WHAT YOU SHOULD DO
Reproduce the entries. Each one must match the original exactly.

[[ INFORMATION PROVIDED open ]]

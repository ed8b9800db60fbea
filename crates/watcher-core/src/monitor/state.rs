//! Bookkeeping owned by the monitor worker.

use std::collections::{BTreeMap, HashMap, HashSet};
use watcher_types::{LedgerIndex, TransactionHash};

/// Last ledger whose watched payments are known to be delivered.
///
/// Only ever moves forward.
#[derive(Debug, Clone, Copy, PartialEq, Eq)]
pub struct LedgerCursor(LedgerIndex);

impl LedgerCursor {
	pub fn new(ledger_index: LedgerIndex) -> Self {
		Self(ledger_index)
	}

	pub fn current(&self) -> LedgerIndex {
		self.0
	}

	/// First ledger a catch-up has to cover.
	pub fn next(&self) -> LedgerIndex {
		self.0.saturating_add(1)
	}

	/// Moves the cursor to `ledger_index`. Returns false, leaving the cursor
	/// untouched, when that would not move it forward.
	pub fn advance(&mut self, ledger_index: LedgerIndex) -> bool {
		if ledger_index <= self.0 {
			return false;
		}
		self.0 = ledger_index;
		true
	}
}

/// Hashes delivered during one resync, suppressing the overlap between the
/// live stream and the catch-up pages.
#[derive(Debug, Default)]
pub struct ProcessedHashCache {
	generation: u64,
	hashes: HashSet<TransactionHash>,
}

impl ProcessedHashCache {
	pub fn new(generation: u64) -> Self {
		Self {
			generation,
			hashes: HashSet::new(),
		}
	}

	/// Resync attempt this cache currently belongs to.
	pub fn generation(&self) -> u64 {
		self.generation
	}

	/// Hands the cache to a retried attempt on the same connection, keeping its hashes.
	pub fn carry_over(&mut self, generation: u64) {
		self.generation = generation;
	}

	#[cfg(test)]
	pub fn contains(&self, hash: &TransactionHash) -> bool {
		self.hashes.contains(hash)
	}

	/// Records `hash`. Returns false if it was already present.
	pub fn insert(&mut self, hash: TransactionHash) -> bool {
		self.hashes.insert(hash)
	}

	pub fn len(&self) -> usize {
		self.hashes.len()
	}

	#[cfg(test)]
	pub fn is_empty(&self) -> bool {
		self.hashes.is_empty()
	}
}

/// Payments delivered while live, keyed by hash with the ledger they were
/// delivered for. Keeps the per-ledger safety-net scan from re-delivering what
/// the stream already delivered.
#[derive(Debug)]
pub struct RecentDeliveries {
	window: u32,
	delivered: HashMap<TransactionHash, LedgerIndex>,
}

impl RecentDeliveries {
	pub fn new(window: u32) -> Self {
		Self {
			window: window.max(1),
			delivered: HashMap::new(),
		}
	}

	pub fn contains(&self, hash: &TransactionHash) -> bool {
		self.delivered.contains_key(hash)
	}

	pub fn record(&mut self, hash: TransactionHash, ledger_index: LedgerIndex) {
		self.delivered.insert(hash, ledger_index);
	}

	/// Forgets deliveries older than the window ending at `reconciled`.
	/// Deliveries above it are always kept.
	pub fn prune(&mut self, reconciled: LedgerIndex) {
		let window = self.window;
		self.delivered
			.retain(|_, ledger| ledger.saturating_add(window) > reconciled);
	}

	pub fn clear(&mut self) {
		self.delivered.clear();
	}

	#[cfg(test)]
	pub fn len(&self) -> usize {
		self.delivered.len()
	}
}

#[derive(Debug)]
struct PendingScans {
	remaining: usize,
	failed: bool,
}

/// Closed ledgers whose safety-net scans have not all succeeded yet.
///
/// A ledger counts as reconciled once every scan issued for it succeeded and
/// no lower ledger is still outstanding. A failed ledger stays outstanding
/// until the scan of a later close covers it again.
#[derive(Debug, Default)]
pub struct PendingLedgers {
	ledgers: BTreeMap<LedgerIndex, PendingScans>,
}

impl PendingLedgers {
	pub fn new() -> Self {
		Self::default()
	}

	/// Registers `scans` safety-net scans for `ledger_index` and returns the
	/// first ledger they have to cover. Failed ledgers are folded into the new
	/// scans.
	pub fn track(&mut self, ledger_index: LedgerIndex, scans: usize) -> LedgerIndex {
		let from = self
			.ledgers
			.iter()
			.find(|(_, pending)| pending.failed)
			.map_or(ledger_index, |(failed, _)| *failed);
		self.ledgers.retain(|_, pending| !pending.failed);
		self.ledgers.insert(
			ledger_index,
			PendingScans {
				remaining: scans,
				failed: false,
			},
		);
		from
	}

	/// Records one finished scan for `ledger_index`. Returns the highest
	/// ledger that became reconciled, if any.
	pub fn finish(&mut self, ledger_index: LedgerIndex, succeeded: bool) -> Option<LedgerIndex> {
		if let Some(pending) = self.ledgers.get_mut(&ledger_index) {
			pending.remaining = pending.remaining.saturating_sub(1);
			pending.failed |= !succeeded;
		}

		let mut reconciled = None;
		while let Some(entry) = self.ledgers.first_entry() {
			if entry.get().remaining > 0 || entry.get().failed {
				break;
			}
			reconciled = Some(entry.remove_entry().0);
		}
		reconciled
	}

	pub fn clear(&mut self) {
		self.ledgers.clear();
	}

	#[cfg(test)]
	pub fn is_empty(&self) -> bool {
		self.ledgers.is_empty()
	}
}

#[cfg(test)]
mod tests {
	use super::*;

	fn hash(value: &str) -> TransactionHash {
		TransactionHash::from(value)
	}

	#[test]
	fn test_cursor_only_moves_forward() {
		let mut cursor = LedgerCursor::new(100);
		assert_eq!(cursor.next(), 101);

		assert!(cursor.advance(105));
		assert!(!cursor.advance(105));
		assert!(!cursor.advance(103));
		assert_eq!(cursor.current(), 105);

		let top = LedgerCursor::new(LedgerIndex::MAX);
		assert_eq!(top.next(), LedgerIndex::MAX);
	}

	#[test]
	fn test_processed_cache() {
		let mut cache = ProcessedHashCache::new(3);
		assert!(cache.is_empty());
		assert!(cache.insert(hash("H1")));
		assert!(!cache.insert(hash("H1")));
		assert!(cache.contains(&hash("H1")));

		cache.carry_over(4);
		assert_eq!(cache.generation(), 4);
		assert_eq!(cache.len(), 1);
	}

	#[test]
	fn test_recent_deliveries_prune() {
		let mut recent = RecentDeliveries::new(3);
		recent.record(hash("H1"), 100);
		recent.record(hash("H2"), 102);

		recent.prune(102);
		assert_eq!(recent.len(), 2);

		recent.prune(103);
		assert!(!recent.contains(&hash("H1")));
		assert!(recent.contains(&hash("H2")));

		recent.prune(110);
		assert_eq!(recent.len(), 0);
	}

	#[test]
	fn test_pending_ledgers_reconcile_in_order() {
		let mut pending = PendingLedgers::new();
		assert_eq!(pending.track(120, 2), 120);
		assert_eq!(pending.track(121, 1), 121);

		assert_eq!(pending.finish(121, true), None);
		assert_eq!(pending.finish(120, true), None);
		assert_eq!(pending.finish(120, true), Some(121));
		assert!(pending.is_empty());
	}

	#[test]
	fn test_failed_ledger_is_covered_by_next_close() {
		let mut pending = PendingLedgers::new();
		pending.track(120, 1);
		assert_eq!(pending.finish(120, false), None);

		assert_eq!(pending.track(121, 1), 120);
		assert_eq!(pending.finish(121, true), Some(121));
		assert!(pending.is_empty());
	}

	#[test]
	fn test_unknown_ledger_finish_is_ignored() {
		let mut pending = PendingLedgers::new();
		pending.track(120, 1);
		assert_eq!(pending.finish(118, true), None);
		assert!(!pending.is_empty());

		pending.clear();
		assert!(pending.is_empty());
	}
}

[[ INFORMATION PROVIDED closed ]]

ANSWER FOR THE TASK
repository ed8b9800db60fbea
filename crates/watcher-core/src/monitor/state.rs
//! Bookkeeping owned by the monitor worker.

use std::collections::{BTreeMap, HashMap, HashSet};
use watcher_types::{LedgerIndex, TransactionHash};

/// Last ledger whose watched payments are known to be delivered.
///
/// Only ever moves forward.
#[derive(Debug, Clone, Copy, PartialEq, Eq)]
pub struct LedgerCursor(LedgerIndex);

impl LedgerCursor {
	pub fn new(ledger_index: LedgerIndex) -> Self {
		Self(ledger_index)
	}

	pub fn current(&self) -> LedgerIndex {
		self.0
	}

	/// First ledger a catch-up has to cover.
	pub fn next(&self) -> LedgerIndex {
		self.0.saturating_add(1)
	}

	/// Moves the cursor to `ledger_index`. Returns false, leaving the cursor
	/// untouched, when that would not move it forward.
	pub fn advance(&mut self, ledger_index: LedgerIndex) -> bool {
		if ledger_index <= self.0 {
			return false;
		}
		self.0 = ledger_index;
		true
	}
}

/// Hashes delivered during one resync, suppressing the overlap between the
/// live stream and the catch-up pages.
#[derive(Debug, Default)]
pub struct ProcessedHashCache {
	generation: u64,
	hashes: HashSet<TransactionHash>,
}

impl ProcessedHashCache {
	pub fn new(generation: u64) -> Self {
		Self {
			generation,
			hashes: HashSet::new(),
		}
	}

	/// Resync attempt this cache currently belongs to.
	pub fn generation(&self) -> u64 {
		self.generation
	}

	/// Hands the cache to a retried attempt on the same connection, keeping its hashes.
	pub fn carry_over(&mut self, generation: u64) {
		self.generation = generation;
	}

	#[cfg(test)]
	pub fn contains(&self, hash: &TransactionHash) -> bool {
		self.hashes.contains(hash)
	}

	/// Records `hash`. Returns false if it was already present.
	pub fn insert(&mut self, hash: TransactionHash) -> bool {
		self.hashes.insert(hash)
	}

	pub fn len(&self) -> usize {
		self.hashes.len()
	}

	#[cfg(test)]
	pub fn is_empty(&self) -> bool {
		self.hashes.is_empty()
	}
}

/// Payments delivered while live, keyed by hash with the ledger they were
/// delivered for. Keeps the per-ledger safety-net scan from re-delivering what
/// the stream already delivered.
#[derive(Debug)]
pub struct RecentDeliveries {
	window: u32,
	delivered: HashMap<TransactionHash, LedgerIndex>,
}

impl RecentDeliveries {
	pub fn new(window: u32) -> Self {
		Self {
			window: window.max(1),
			delivered: HashMap::new(),
		}
	}

	pub fn contains(&self, hash: &TransactionHash) -> bool {
		self.delivered.contains_key(hash)
	}

	pub fn record(&mut self, hash: TransactionHash, ledger_index: LedgerIndex) {
		self.delivered.insert(hash, ledger_index);
	}

	/// Forgets deliveries older than the window ending at `reconciled`.
	/// Deliveries above it are always kept.
	pub fn prune(&mut self, reconciled: LedgerIndex) {
		let window = self.window;
		self.delivered
			.retain(|_, ledger| ledger.saturating_add(window) > reconciled);
	}

	pub fn clear(&mut self) {
		self.delivered.clear();
	}

	#[cfg(test)]
	pub fn len(&self) -> usize {
		self.delivered.len()
	}
}

#[derive(Debug)]
struct PendingScans {
	remaining: usize,
	failed: bool,
}

/// Closed ledgers whose safety-net scans have not all succeeded yet.
///
/// A ledger counts as reconciled once every scan issued for it succeeded and
/// no lower ledger is still outstanding. A failed ledger stays outstanding
/// until the scan of a later close covers it again.
#[derive(Debug, Default)]
pub struct PendingLedgers {
	ledgers: BTreeMap<LedgerIndex, PendingScans>,
}

impl PendingLedgers {
	pub fn new() -> Self {
		Self::default()
	}

	/// Registers `scans` safety-net scans for `ledger_index` and returns the
	/// first ledger they have to cover. Failed ledgers are folded into the new
	/// scans.
	pub fn track(&mut self, ledger_index: LedgerIndex, scans: usize) -> LedgerIndex {
		let from = self
			.ledgers
			.iter()
			.find(|(_, pending)| pending.failed)
			.map_or(ledger_index, |(failed, _)| *failed);
		self.ledgers.retain(|_, pending| !pending.failed);
		self.ledgers.insert(
			ledger_index,
			PendingScans {
				remaining: scans,
				failed: false,
			},
		);
		from
	}

	/// Records one finished scan for `ledger_index`. Returns the highest
	/// ledger that became reconciled, if any.
	pub fn finish(&mut self, ledger_index: LedgerIndex, succeeded: bool) -> Option<LedgerIndex> {
		if let Some(pending) = self.ledgers.get_mut(&ledger_index) {
			pending.remaining = pending.remaining.saturating_sub(1);
			pending.failed |= !succeeded;
		}

		let mut reconciled = None;
		while let Some(entry) = self.ledgers.first_entry() {
			if entry.get().remaining > 0 || entry.get().failed {
				break;
			}
			reconciled = Some(entry.remove_entry().0);
		}
		reconciled
	}

	pub fn clear(&mut self) {
		self.ledgers.clear();
	}

	#[cfg(test)]
	pub fn is_empty(&self) -> bool {
		self.ledgers.is_empty()
	}
}

#[cfg(test)]
mod tests {
	use super::*;

	fn hash(value: &str) -> TransactionHash {
		TransactionHash::from(value)
	}

	#[test]
	fn test_cursor_only_moves_forward() {
		let mut cursor = LedgerCursor::new(100);
		assert_eq!(cursor.next(), 101);

		assert!(cursor.advance(105));
		assert!(!cursor.advance(105));
		assert!(!cursor.advance(103));
		assert_eq!(cursor.current(), 105);

		let top = LedgerCursor::new(LedgerIndex::MAX);
		assert_eq!(top.next(), LedgerIndex::MAX);
	}

	#[test]
	fn test_processed_cache() {
		let mut cache = ProcessedHashCache::new(3);
		assert!(cache.is_empty());
		assert!(cache.insert(hash("H1")));
		assert!(!cache.insert(hash("H1")));
		assert!(cache.contains(&hash("H1")));

		cache.carry_over(4);
		assert_eq!(cache.generation(), 4);
		assert_eq!(cache.len(), 1);
	}

	#[test]
	fn test_recent_deliveries_prune() {
		let mut recent = RecentDeliveries::new(3);
		recent.record(hash("H1"), 100);
		recent.record(hash("H2"), 102);

		recent.prune(102);
		assert_eq!(recent.len(), 2);

		recent.prune(103);
		assert!(!recent.contains(&hash("H1")));
		assert!(recent.contains(&hash("H2")));

		recent.prune(110);
		assert_eq!(recent.len(), 0);
	}

	#[test]
	fn test_pending_ledgers_reconcile_in_order() {
		let mut pending = PendingLedgers::new();
		assert_eq!(pending.track(120, 2), 120);
		assert_eq!(pending.track(121, 1), 121);

		assert_eq!(pending.finish(121, true), None);
		assert_eq!(pending.finish(120, true), None);
		assert_eq!(pending.finish(120, true), Some(121));
		assert!(pending.is_empty());
	}

	#[test]
	fn test_failed_ledger_is_covered_by_next_close() {
		let mut pending = PendingLedgers::new();
		pending.track(120, 1);
		assert_eq!(pending.finish(120, false), None);

		assert_eq!(pending.track(121, 1), 120);
		assert_eq!(pending.finish(121, true), Some(121));
		assert!(pending.is_empty());
	}

	#[test]
	fn test_unknown_ledger_finish_is_ignored() {
		let mut pending = PendingLedgers::new();
		pending.track(120, 1);
		assert_eq!(pending.finish(118, true), None);
		assert!(!pending.is_empty());

		pending.clear();
		assert!(pending.is_empty());
	}
}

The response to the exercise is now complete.